Basically Emeric is aspirating and we found this out 2 weeks ago when we had the swallow study done. Since then we've been thickening his liquids because that was what it showed he was aspirating on was thin liquids. We've also noticed him aspirating on his reflux. The pulm said that aspiration will in time cause lung damage. He said that it's slow but it will happen. He said right now we can hopefully take care of it by thickening his liquids and giving him more easy to chew foods but if he indeed is aspirating on his reflux and starts developing pneumonia, chronic cough, wheezing, etc. than we're looking at doing a Nissen Fundo. I don't know much about this procedure but it's basically where they wrap the upper portion of the stomach around itself and that is supposed to help with reflux. If they do this they'd put a feeding tube in and he would not be allowed anything by mouth. This would only happen if the aspiration starts getting worse and he starts developing the symptoms I said above. He said it really depends on the progression of the Mitochondrial Disease If we had a prognosis and we knew things would deteriorate than they'd look more seriously at the option of surgery with the assumption that this is going to get worse, it's just a matter of time. If there's the possibility of improvement than we're fine to keep doing what we're doing. The problem is that there's really no way of knowing this.

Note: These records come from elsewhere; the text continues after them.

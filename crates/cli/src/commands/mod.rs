pub mod nodes;
pub mod rpc;
pub mod utils;

pub use nodes::UpOptions;
//! Process supervision with a stand-in daemon script, and cluster start-up against mock RPC.

use std::{
    os::unix::fs::PermissionsExt,
    path::{Path, PathBuf},
    sync::Arc,
    time::Duration,
};

use serde_json::json;
use serial_test::serial;
use tandem_core::{
    cluster::{ClusterCoordinator, Convergence, ConvergenceOptions, NodeSpec},
    config::DaemonConfig,
    node::{prepare_datadir, NodeSupervisor},
    rpc::ConnectionRegistry,
    HarnessError,
};

use crate::mock_infrastructure::{
    block_hash, write_node_conf, DisconnectingServer, RpcMockBuilder,
};

/// Writes a fake daemon that records its arguments to `args.txt` next to itself and then
/// sleeps.
fn fake_daemon(dir: &Path) -> PathBuf {
    let path = dir.join("fake-liquidd");
    let args = dir.join("args.txt");
    std::fs::write(
        &path,
        format!("#!/bin/sh\necho \"$@\" >> \"{}\"\nexec sleep 30\n", args.display()),
    )
    .unwrap();
    std::fs::set_permissions(&path, std::fs::Permissions::from_mode(0o755)).unwrap();
    path
}

fn supervisor(binary: &Path) -> NodeSupervisor {
    NodeSupervisor::new(
        DaemonConfig {
            binary: binary.display().to_string(),
            startup_grace_ms: 50,
            shutdown_timeout_seconds: 1,
            ..DaemonConfig::default()
        },
        Arc::new(ConnectionRegistry::new(RpcMockBuilder::client_config())),
    )
}

async fn recorded_args(dir: &Path) -> String {
    for _ in 0..50 {
        if let Ok(args) = std::fs::read_to_string(dir.join("args.txt")) {
            return args;
        }
        tokio::time::sleep(Duration::from_millis(20)).await;
    }
    panic!("fake daemon never recorded its arguments");
}

#[tokio::test]
#[serial]
async fn test_start_passes_datadir_and_registers_client() {
    let bin = tempfile::tempdir().unwrap();
    let datadir = tempfile::tempdir().unwrap();
    write_node_conf(datadir.path(), "alice", "secret", 18443);
    let supervisor = supervisor(&fake_daemon(bin.path()));

    let mut handle = supervisor.start(datadir.path(), Some("proposer")).await.unwrap();

    assert!(handle.pid().is_some());
    assert_eq!(handle.label(), "proposer");
    assert_eq!(handle.config().get("rpcport"), Some("18443"));
    assert_eq!(
        recorded_args(bin.path()).await.trim(),
        format!("-datadir={}", datadir.path().display())
    );
    assert_eq!(supervisor.registry().len(), 1);
    assert!(handle.try_exit_status().unwrap().is_none());

    handle.kill().await.unwrap();
    assert!(handle.try_exit_status().unwrap().is_some());
}

#[tokio::test]
#[serial]
async fn test_started_node_client_recovers_from_dropped_connection() {
    let server = DisconnectingServer::start(1, json!(101)).await;
    let bin = tempfile::tempdir().unwrap();
    let datadir = tempfile::tempdir().unwrap();
    write_node_conf(datadir.path(), "alice", "secret", server.port());

    let mut handle =
        supervisor(&fake_daemon(bin.path())).start(datadir.path(), Some("n1")).await.unwrap();

    assert_eq!(handle.client().get_block_count().await.unwrap(), 101);
    // first connection hung up, the rebuilt one answered
    assert_eq!(server.connections(), 2);

    handle.kill().await.unwrap();
}

#[tokio::test]
#[serial]
async fn test_shutdown_kills_daemon_that_ignores_stop() {
    let mut mock = RpcMockBuilder::new().await;
    mock.mock_result("stop", &json!("Liquid server stopping"));
    let bin = tempfile::tempdir().unwrap();
    let datadir = tempfile::tempdir().unwrap();
    write_node_conf(datadir.path(), "alice", "secret", mock.port());

    let mut handle =
        supervisor(&fake_daemon(bin.path())).start(datadir.path(), None).await.unwrap();
    let status = handle.shutdown().await.unwrap();

    assert!(!status.success());
    mock.assert_all().await;
}

#[tokio::test]
#[serial]
async fn test_cluster_starts_and_converges() {
    let mut m1 = RpcMockBuilder::new().await;
    let mut m2 = RpcMockBuilder::new().await;
    m1.mock_chain(1, &block_hash(1));
    m2.mock_chain(1, &block_hash(1));

    let bin = tempfile::tempdir().unwrap();
    let root = tempfile::tempdir().unwrap();
    let (d1, d2) = (root.path().join("liquiddir1"), root.path().join("liquiddir2"));
    write_node_conf(&d1, "alice", "secret", m1.port());
    write_node_conf(&d2, "bob", "hunter2", m2.port());

    let coordinator = ClusterCoordinator::new(
        supervisor(&fake_daemon(bin.path())),
        ConvergenceOptions::fixed(Duration::from_millis(20)).with_timeout(Duration::from_secs(5)),
    );
    let specs = [NodeSpec::new(&d1).with_name("n1"), NodeSpec::new(&d2).with_name("n2")];

    let (mut handles, snapshots) =
        coordinator.start_and_converge(&specs, &Convergence::SameTip).await.unwrap();

    assert_eq!(handles.len(), 2);
    assert_eq!(snapshots[0], snapshots[1]);
    assert_eq!(coordinator.supervisor().registry().len(), 2);
    for handle in &mut handles {
        handle.kill().await.unwrap();
    }
}

#[tokio::test]
#[serial]
async fn test_failed_start_stops_at_first_bad_node() {
    let bin = tempfile::tempdir().unwrap();
    let root = tempfile::tempdir().unwrap();
    let good = root.path().join("liquiddir1");
    write_node_conf(&good, "alice", "secret", 18443);
    let missing = root.path().join("liquiddir2");

    let coordinator = ClusterCoordinator::new(
        supervisor(&fake_daemon(bin.path())),
        ConvergenceOptions::default(),
    );

    let err = coordinator
        .start_all(&[NodeSpec::new(&good), NodeSpec::new(&missing)])
        .await
        .unwrap_err();

    assert!(matches!(err, HarnessError::Config(_)));
    // only the first node got far enough to register a client
    assert_eq!(coordinator.supervisor().registry().len(), 1);
}

#[test]
fn test_prepare_then_attach() {
    let root = tempfile::tempdir().unwrap();
    let template_dir = root.path().join("conf");
    let template = write_node_conf(&template_dir, "alice", "secret", 18443);
    let datadir = root.path().join("liquiddir1");

    prepare_datadir(&datadir, &template, "liquid.conf").unwrap();
    let node = supervisor(Path::new("liquidd")).attach(&datadir, Some("n1")).unwrap();

    assert_eq!(node.datadir(), datadir.as_path());
    assert_eq!(node.config().get("rpcuser"), Some("alice"));
    assert_eq!(node.client().identity().map(|id| id.port), Some(18443));
}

The worry for me is that in the last couple months Emeric has started running a low grade fever nearly all the time, being more tired, and just looking like he might be getting sick. But then he doesn't. The Speech Language Pathologist asked if he ran a fever and I said he does most days and I guess this can be a sign of chronic aspiration. He said anytime the body is working to keep out infection(like pneumonia) you'll see the body temperature raise. So, all of this makes me wonder if things are slowly progressing in this area. All we can do is hope we're wrong I guess.
He referred us to a GI in Fargo and he said he would like to monitor things just to make sure things aren't getting worse. He thought it would be a good idea to consult with the GI in Fargo because if we do end up having to do the Fundo(or maybe if he has another idea) they can work together on a plan. He also hoped that we'd get some idea of a prognosis of his disease when we go to Houston in February.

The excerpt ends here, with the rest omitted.